Monday, September 19, 2016

Concert Review: Jukebox Heroes From Outer Space

Jeff Lynne's E.L.O. and the Attacca Quartet rock Radio City Music Hall.
Jeff Lynne (center, to the drummer's right) and E.L.O. perform "Telephone Line"
last night at Radio City Music Hall. Photo by the author.
Forty years ago, Electric Light Orchestra were one of the biggest bands on the planet. The group, brainchild of singer-songwriter Jeff Lynne conquered the world with brilliant pop songs and a sound that mixed the British psychedelic-baroque pop of The Beatles with actual orchestral instruments: violin and cellos that chugged along with the band onstage. In the '80s, they ditched the strings for synths, calling it a day in the middle of the "me" decade. This led to Mr. Lynne taking a 25-year break from the rigors of concert touring. In the late '80s and '90s, he applied his producer's touch to projects by Tom Petty, Roy Orbison and George Harrison, ultimately founding the five-piece supergroup The Traveling Wilburys with Bob Dylan.

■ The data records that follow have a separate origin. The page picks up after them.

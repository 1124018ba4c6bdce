//! Tenant interceptor.
//!
//! A non-empty tenant header adds `tenant` to the context and its logger.
//! A missing or empty header leaves the context exactly as it was. A context
//! that already carries a different tenant keeps it, and the logger is tagged
//! with whichever tenant the context ends up holding. The tenant is never
//! written to the response.

use crate::error::{parse_header_name, MiddlewareError};
use crate::middleware::{BoxFuture, Interceptor, Next};
use crate::types::{Request, Response};
use hermes_core::RequestContext;
use http::HeaderName;

pub use hermes_core::TENANT_HEADER;

/// Interceptor that tags the request with its tenant.
#[derive(Debug, Clone)]
pub struct TenantInterceptor {
    header: HeaderName,
}

impl Default for TenantInterceptor {
    fn default() -> Self {
        Self::new()
    }
}

impl TenantInterceptor {
    /// Creates an interceptor using the `x-tenant` header.
    #[must_use]
    pub fn new() -> Self {
        Self {
            header: HeaderName::from_static(TENANT_HEADER),
        }
    }

    /// Creates an interceptor using a custom header name.
    pub fn with_header(name: &str) -> Result<Self, MiddlewareError> {
        Ok(Self {
            header: parse_header_name(name)?,
        })
    }

    /// Returns the header name.
    pub fn header(&self) -> &HeaderName {
        &self.header
    }
}

impl Interceptor for TenantInterceptor {
    fn name(&self) -> &'static str {
        "tenant"
    }

    fn intercept<'a>(
        &'a self,
        ctx: RequestContext,
        request: Request,
        next: Next<'a>,
    ) -> BoxFuture<'a, Response> {
        let tenant = request
            .headers()
            .get(&self.header)
            .and_then(|value| value.to_str().ok())
            .map(str::trim)
            .filter(|tenant| !tenant.is_empty())
            .map(str::to_owned);

        let ctx = match tenant {
            Some(tenant) => {
                // The context keeps a tenant set upstream and warns on the conflict.
                let ctx = ctx.with_tenant(tenant);
                let logger = ctx.logger().with_tenant(ctx.tenant());
                ctx.with_logger(logger)
            }
            None => ctx,
        };

        Box::pin(next.run(ctx, request))
    }
}

#[cfg(test)]
mod tests {
    use super::*;
    use crate::middleware::{handler_fn, Handler};
    use crate::types::ResponseExt;
    use bytes::Bytes;
    use hermes_core::ContextualLogger;
    use http::{Request as HttpRequest, StatusCode};
    use http_body_util::Full;
    use std::sync::{Arc, Mutex};

    fn create_request(tenant: Option<&str>) -> Request {
        let mut builder = HttpRequest::builder().uri("/test");
        if let Some(tenant) = tenant {
            builder = builder.header(TENANT_HEADER, tenant);
        }
        builder.body(Full::new(Bytes::new())).unwrap()
    }

    fn capturing_handler(seen: Arc<Mutex<Option<RequestContext>>>) -> impl Handler {
        handler_fn(move |ctx, _req| {
            *seen.lock().unwrap() = Some(ctx);
            async { Response::text(StatusCode::OK, "OK") }
        })
    }

    async fn run(ctx: RequestContext, tenant: Option<&str>) -> RequestContext {
        let seen = Arc::new(Mutex::new(None));
        let handler = capturing_handler(seen.clone());
        TenantInterceptor::new()
            .intercept(ctx, create_request(tenant), Next::new(&handler))
            .await;
        let ctx = seen.lock().unwrap().take();
        ctx.unwrap()
    }

    #[tokio::test]
    async fn test_tenant_header_enriches_logger() {
        let ctx = run(RequestContext::new(), Some("acme")).await;
        assert_eq!(ctx.tenant(), "acme");
        assert_eq!(ctx.logger().field("tenant"), Some("acme"));
    }

    #[tokio::test]
    async fn test_conflicting_header_keeps_context_and_logger_in_agreement() {
        let upstream = RequestContext::new().with_tenant("acme");
        let logger = upstream.logger().with_tenant("acme");
        let ctx = run(upstream.with_logger(logger), Some("globex")).await;

        assert_eq!(ctx.tenant(), "acme");
        assert_eq!(ctx.logger().field("tenant"), Some("acme"));
    }

    #[tokio::test]
    async fn test_matching_header_is_accepted() {
        let ctx = run(RequestContext::new().with_tenant("acme"), Some("acme")).await;
        assert_eq!(ctx.tenant(), "acme");
        assert_eq!(ctx.logger().field("tenant"), Some("acme"));
    }

    #[tokio::test]
    async fn test_missing_header_adds_nothing() {
        let logger = ContextualLogger::empty().with_request_id("r1");
        let ctx = run(RequestContext::new().with_logger(logger.clone()), None).await;

        assert_eq!(ctx.tenant(), "");
        assert_eq!(ctx.logger(), &logger);
        assert_eq!(ctx.logger().field("tenant"), None);
    }

    #[tokio::test]
    async fn test_empty_header_adds_nothing() {
        let ctx = run(RequestContext::new(), Some("")).await;
        assert_eq!(ctx.tenant(), "");
        assert_eq!(ctx.logger().field("tenant"), None);
    }

    #[tokio::test]
    async fn test_tenant_not_written_to_response() {
        let handler = handler_fn(|_ctx, _req| async { Response::text(StatusCode::OK, "OK") });
        let response = TenantInterceptor::new()
            .intercept(RequestContext::new(), create_request(Some("acme")), Next::new(&handler))
            .await;
        assert!(!response.headers().contains_key(TENANT_HEADER));
    }
}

Mr. Lynne is now 68. but remains the focal point of Electric Light Orchestra in concordance with keyboardist and longtime member Richard Tandy.  Last year, they released their first new record in fifteen years. On Sunday night, the current touring version of the band (a twelve-piece, billed as "Jeff Lynne's E.L.O.") played the second of two sold-out nights at Radio City Music Hall. The show spanned the band's vast catalogue and long career, and throughout showed the capabilities of bowed string instruments working in concert with taut, professional rock musicians. 
The "evil eye" from "Evil Woman". Photo by the author.

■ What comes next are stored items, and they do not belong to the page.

//! # Hermes Middleware
//!
//! The interceptor chain that every inbound request runs through.
//!
//! ```text
//! Request → RequestId → Tenant → Tracing → Handler
//!                                            ↓
//! Response ← RequestId ← Tenant ← Tracing ←──┘
//! ```
//!
//! A [`MiddlewareChain`] is an ordered list of [`Interceptor`]s. It is
//! composed once around a terminal [`Handler`] into a [`ComposedHandler`],
//! which is then shared read-only by every request. Each interceptor gets the
//! [`RequestContext`](hermes_core::RequestContext) by value, derives an
//! enriched one, and hands it to the [`Next`] continuation.
//!
//! ## Example
//!
//! ```
//! use hermes_core::RequestContext;
//! use hermes_middleware::{handler_fn, ChainConfig, MiddlewareChain, Response, ResponseExt};
//! use http::StatusCode;
//!
//! let chain = MiddlewareChain::standard(&ChainConfig::default()).unwrap();
//! let app = chain.build(handler_fn(|ctx: RequestContext, _req| async move {
//!     ctx.logger().info("handling request");
//!     Response::text(StatusCode::OK, "hello")
//! }));
//! # let _ = app;
//! ```

#![doc(html_root_url = "https://docs.rs/hermes-middleware/0.1.0")]
#![warn(missing_docs)]
#![forbid(unsafe_code)]

pub mod chain;
pub mod config;
pub mod error;
pub mod interceptors;
pub mod middleware;
pub mod types;

pub use chain::{ComposedHandler, MiddlewareChain};
pub use config::ChainConfig;
pub use error::MiddlewareError;
pub use interceptors::{
    RequestIdInterceptor, TenantInterceptor, TracingInterceptor, REQUEST_ID_HEADER, TENANT_HEADER,
};
pub use middleware::{handler_fn, BoxFuture, FnInterceptor, Handler, HandlerFn, Interceptor, Next};
pub use types::{ErrorEnvelope, Request, Response, ResponseExt};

In a smart, neo-classical twist, Mr. Lynne booked local heroes the Attacca String Quartet as his opening act. These Juilliard-trained players were a strong presence on the big stage, despite the omnipresent, rotating E.L.O graphics that loomed on the giant projection screen behind them. The Attacca players offered a set of short, amusingly titled works by modern minimalist John Adams, ("Toot Nipple", "Alligator Escalator") two experimental pieces: ("Maniacal Swing" by Paul Wiancko, and "Smoke Rings" by Michael Ippolito) To their credit, the audience, there for E.L.O., listened with respect, attention and even enthusiastic applause.

E. L. O. opened with the one-two punch of "Tightrope" and "Evil Woman", the familiar strains of the latter bringing the sold-out crowd to its feet. Like a church service, the audience rose and sat, not according to a set liturgy but based on which tunes in the 18-song set were the most familiar. Early highlights included an elevating performance of "All Over the World" and an exuberant "Livin' Thing," a song that got fresh legs in the 1990s when it was used for the closing credits of the film Boogie Nights

The whole audience sat down for the nostalgic and beautiful "When I Was a Boy," the sole inclusion from Mr. Lynne's 2015 album Alone in the Universe. But they got right back up for the very funny "Rockaria" (pronounced "rockARE-ee-ah") a song about a rock and roll guy trying to hook up with a woman who only listens to opera. This song featured backing singer Melanie Lewis-Macdonald  displaying her classical pipes, flying high above the stave in a fairly successful attempt to bridge these two very different genres. 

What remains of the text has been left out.